### TASK TO COMPLETE
Find the line containing "pub fn body(&self)" in the entries below. Restate it and each line after it, word for word, up to and including the line containing "buf.extend_from_slice(&header);".

### EXERCISE INPUTS

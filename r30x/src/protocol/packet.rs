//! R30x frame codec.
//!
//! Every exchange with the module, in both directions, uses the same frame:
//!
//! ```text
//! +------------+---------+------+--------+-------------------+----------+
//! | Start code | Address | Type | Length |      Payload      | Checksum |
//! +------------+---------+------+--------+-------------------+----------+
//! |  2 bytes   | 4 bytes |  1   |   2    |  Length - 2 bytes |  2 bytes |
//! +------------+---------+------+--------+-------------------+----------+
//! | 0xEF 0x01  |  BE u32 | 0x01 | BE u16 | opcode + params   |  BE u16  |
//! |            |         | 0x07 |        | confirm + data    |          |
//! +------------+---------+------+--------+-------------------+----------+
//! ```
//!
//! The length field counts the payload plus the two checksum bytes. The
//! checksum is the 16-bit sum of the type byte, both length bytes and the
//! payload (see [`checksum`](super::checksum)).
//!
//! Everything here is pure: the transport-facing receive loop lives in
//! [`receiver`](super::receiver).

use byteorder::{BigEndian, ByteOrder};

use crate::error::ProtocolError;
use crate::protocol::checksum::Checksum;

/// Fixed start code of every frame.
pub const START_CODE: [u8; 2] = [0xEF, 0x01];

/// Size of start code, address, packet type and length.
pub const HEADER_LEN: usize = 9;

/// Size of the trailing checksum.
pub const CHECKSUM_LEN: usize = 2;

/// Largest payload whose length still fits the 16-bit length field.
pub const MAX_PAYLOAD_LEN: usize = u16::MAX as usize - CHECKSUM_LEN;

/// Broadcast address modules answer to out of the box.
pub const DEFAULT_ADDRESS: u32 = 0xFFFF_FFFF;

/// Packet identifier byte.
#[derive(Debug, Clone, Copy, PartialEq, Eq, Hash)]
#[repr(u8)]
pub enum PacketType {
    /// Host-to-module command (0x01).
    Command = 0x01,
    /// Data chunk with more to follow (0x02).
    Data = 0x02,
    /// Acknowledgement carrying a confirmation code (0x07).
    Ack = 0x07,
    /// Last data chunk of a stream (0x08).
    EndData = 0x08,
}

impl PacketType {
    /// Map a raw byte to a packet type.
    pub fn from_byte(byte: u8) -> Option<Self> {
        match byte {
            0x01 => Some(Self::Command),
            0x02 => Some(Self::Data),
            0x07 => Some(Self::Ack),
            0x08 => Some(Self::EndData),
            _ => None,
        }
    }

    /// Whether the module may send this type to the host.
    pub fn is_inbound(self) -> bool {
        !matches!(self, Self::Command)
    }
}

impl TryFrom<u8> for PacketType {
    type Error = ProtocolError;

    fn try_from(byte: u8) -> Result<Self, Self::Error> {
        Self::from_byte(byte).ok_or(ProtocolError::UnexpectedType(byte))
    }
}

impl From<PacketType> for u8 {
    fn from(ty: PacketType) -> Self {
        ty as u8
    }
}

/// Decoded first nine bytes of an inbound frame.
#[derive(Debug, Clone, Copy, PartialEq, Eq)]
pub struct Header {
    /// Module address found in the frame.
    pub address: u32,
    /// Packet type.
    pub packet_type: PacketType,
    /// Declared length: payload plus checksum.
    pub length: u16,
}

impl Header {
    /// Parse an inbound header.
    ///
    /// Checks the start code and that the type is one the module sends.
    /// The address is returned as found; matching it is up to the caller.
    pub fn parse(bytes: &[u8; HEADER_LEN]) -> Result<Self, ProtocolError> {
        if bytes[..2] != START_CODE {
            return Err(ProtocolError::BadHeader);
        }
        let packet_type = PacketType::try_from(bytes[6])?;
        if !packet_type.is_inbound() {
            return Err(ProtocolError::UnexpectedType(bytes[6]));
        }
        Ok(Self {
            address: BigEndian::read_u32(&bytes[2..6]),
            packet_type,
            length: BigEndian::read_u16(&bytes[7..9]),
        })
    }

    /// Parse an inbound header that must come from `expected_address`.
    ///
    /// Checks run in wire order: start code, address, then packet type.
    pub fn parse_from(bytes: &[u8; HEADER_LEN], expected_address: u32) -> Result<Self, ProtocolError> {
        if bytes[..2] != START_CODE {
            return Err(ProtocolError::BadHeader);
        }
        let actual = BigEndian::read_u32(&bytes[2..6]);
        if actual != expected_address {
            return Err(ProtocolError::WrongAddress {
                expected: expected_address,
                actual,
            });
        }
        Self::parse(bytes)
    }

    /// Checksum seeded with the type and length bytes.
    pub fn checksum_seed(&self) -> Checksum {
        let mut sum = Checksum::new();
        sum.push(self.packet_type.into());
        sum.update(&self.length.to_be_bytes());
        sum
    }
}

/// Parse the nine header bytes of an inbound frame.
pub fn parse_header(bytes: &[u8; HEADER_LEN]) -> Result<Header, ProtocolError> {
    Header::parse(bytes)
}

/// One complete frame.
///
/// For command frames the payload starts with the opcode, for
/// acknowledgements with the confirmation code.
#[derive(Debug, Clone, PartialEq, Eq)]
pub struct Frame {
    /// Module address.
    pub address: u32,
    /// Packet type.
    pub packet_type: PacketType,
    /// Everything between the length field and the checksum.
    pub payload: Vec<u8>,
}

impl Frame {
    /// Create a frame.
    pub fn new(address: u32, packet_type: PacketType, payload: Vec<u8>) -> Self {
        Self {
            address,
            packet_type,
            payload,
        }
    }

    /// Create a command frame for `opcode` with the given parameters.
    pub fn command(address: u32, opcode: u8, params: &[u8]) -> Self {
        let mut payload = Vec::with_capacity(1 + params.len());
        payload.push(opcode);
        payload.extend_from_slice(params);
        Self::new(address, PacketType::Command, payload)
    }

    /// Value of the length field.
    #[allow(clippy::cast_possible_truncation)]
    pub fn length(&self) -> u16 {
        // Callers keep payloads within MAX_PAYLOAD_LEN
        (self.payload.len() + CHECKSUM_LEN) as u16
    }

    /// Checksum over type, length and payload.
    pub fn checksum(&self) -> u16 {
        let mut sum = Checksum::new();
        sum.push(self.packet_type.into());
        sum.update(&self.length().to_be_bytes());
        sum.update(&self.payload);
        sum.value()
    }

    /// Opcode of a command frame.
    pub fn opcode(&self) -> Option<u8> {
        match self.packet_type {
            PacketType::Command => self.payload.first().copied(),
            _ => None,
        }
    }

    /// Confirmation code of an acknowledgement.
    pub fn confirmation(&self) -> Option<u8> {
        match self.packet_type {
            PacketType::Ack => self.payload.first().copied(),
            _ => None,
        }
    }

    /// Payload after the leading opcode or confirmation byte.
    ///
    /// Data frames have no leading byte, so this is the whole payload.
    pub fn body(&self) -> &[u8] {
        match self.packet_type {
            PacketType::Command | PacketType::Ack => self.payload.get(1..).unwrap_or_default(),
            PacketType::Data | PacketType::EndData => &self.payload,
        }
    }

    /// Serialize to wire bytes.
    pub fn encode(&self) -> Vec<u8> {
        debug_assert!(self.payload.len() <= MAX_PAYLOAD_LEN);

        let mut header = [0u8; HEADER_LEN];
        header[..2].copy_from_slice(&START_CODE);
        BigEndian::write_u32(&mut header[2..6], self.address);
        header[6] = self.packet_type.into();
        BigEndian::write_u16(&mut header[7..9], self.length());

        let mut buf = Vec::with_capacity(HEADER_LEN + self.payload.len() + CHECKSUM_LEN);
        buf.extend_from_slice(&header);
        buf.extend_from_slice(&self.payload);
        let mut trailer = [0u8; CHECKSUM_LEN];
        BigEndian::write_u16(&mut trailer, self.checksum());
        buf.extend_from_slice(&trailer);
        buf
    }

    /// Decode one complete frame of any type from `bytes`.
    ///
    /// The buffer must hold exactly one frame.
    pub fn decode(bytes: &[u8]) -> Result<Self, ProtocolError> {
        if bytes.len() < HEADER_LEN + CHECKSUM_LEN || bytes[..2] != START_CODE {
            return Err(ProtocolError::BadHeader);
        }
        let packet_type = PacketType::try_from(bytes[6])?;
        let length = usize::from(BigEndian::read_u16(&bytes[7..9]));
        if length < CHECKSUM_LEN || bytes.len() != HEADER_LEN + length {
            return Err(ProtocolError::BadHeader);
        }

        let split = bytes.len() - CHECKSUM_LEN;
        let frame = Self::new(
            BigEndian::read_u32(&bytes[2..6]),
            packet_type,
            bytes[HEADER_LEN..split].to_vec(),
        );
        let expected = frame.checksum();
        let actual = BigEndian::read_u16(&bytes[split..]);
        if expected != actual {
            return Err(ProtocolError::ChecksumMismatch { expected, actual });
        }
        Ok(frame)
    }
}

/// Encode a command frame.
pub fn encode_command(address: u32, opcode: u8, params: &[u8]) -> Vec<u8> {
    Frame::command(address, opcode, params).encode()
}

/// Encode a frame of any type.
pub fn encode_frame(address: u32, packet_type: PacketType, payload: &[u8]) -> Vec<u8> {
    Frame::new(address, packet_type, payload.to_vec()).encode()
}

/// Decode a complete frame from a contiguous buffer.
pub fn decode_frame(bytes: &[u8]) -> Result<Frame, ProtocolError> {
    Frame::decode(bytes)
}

### ANSWER TO THE EXERCISE
    pub fn body(&self) -> &[u8] {
        match self.packet_type {
            PacketType::Command | PacketType::Ack => self.payload.get(1..).unwrap_or_default(),
            PacketType::Data | PacketType::EndData => &self.payload,
        }
    }

    /// Serialize to wire bytes.
    pub fn encode(&self) -> Vec<u8> {
        debug_assert!(self.payload.len() <= MAX_PAYLOAD_LEN);

        let mut header = [0u8; HEADER_LEN];
        header[..2].copy_from_slice(&START_CODE);
        BigEndian::write_u32(&mut header[2..6], self.address);
        header[6] = self.packet_type.into();
        BigEndian::write_u16(&mut header[7..9], self.length());

        let mut buf = Vec::with_capacity(HEADER_LEN + self.payload.len() + CHECKSUM_LEN);
        buf.extend_from_slice(&header);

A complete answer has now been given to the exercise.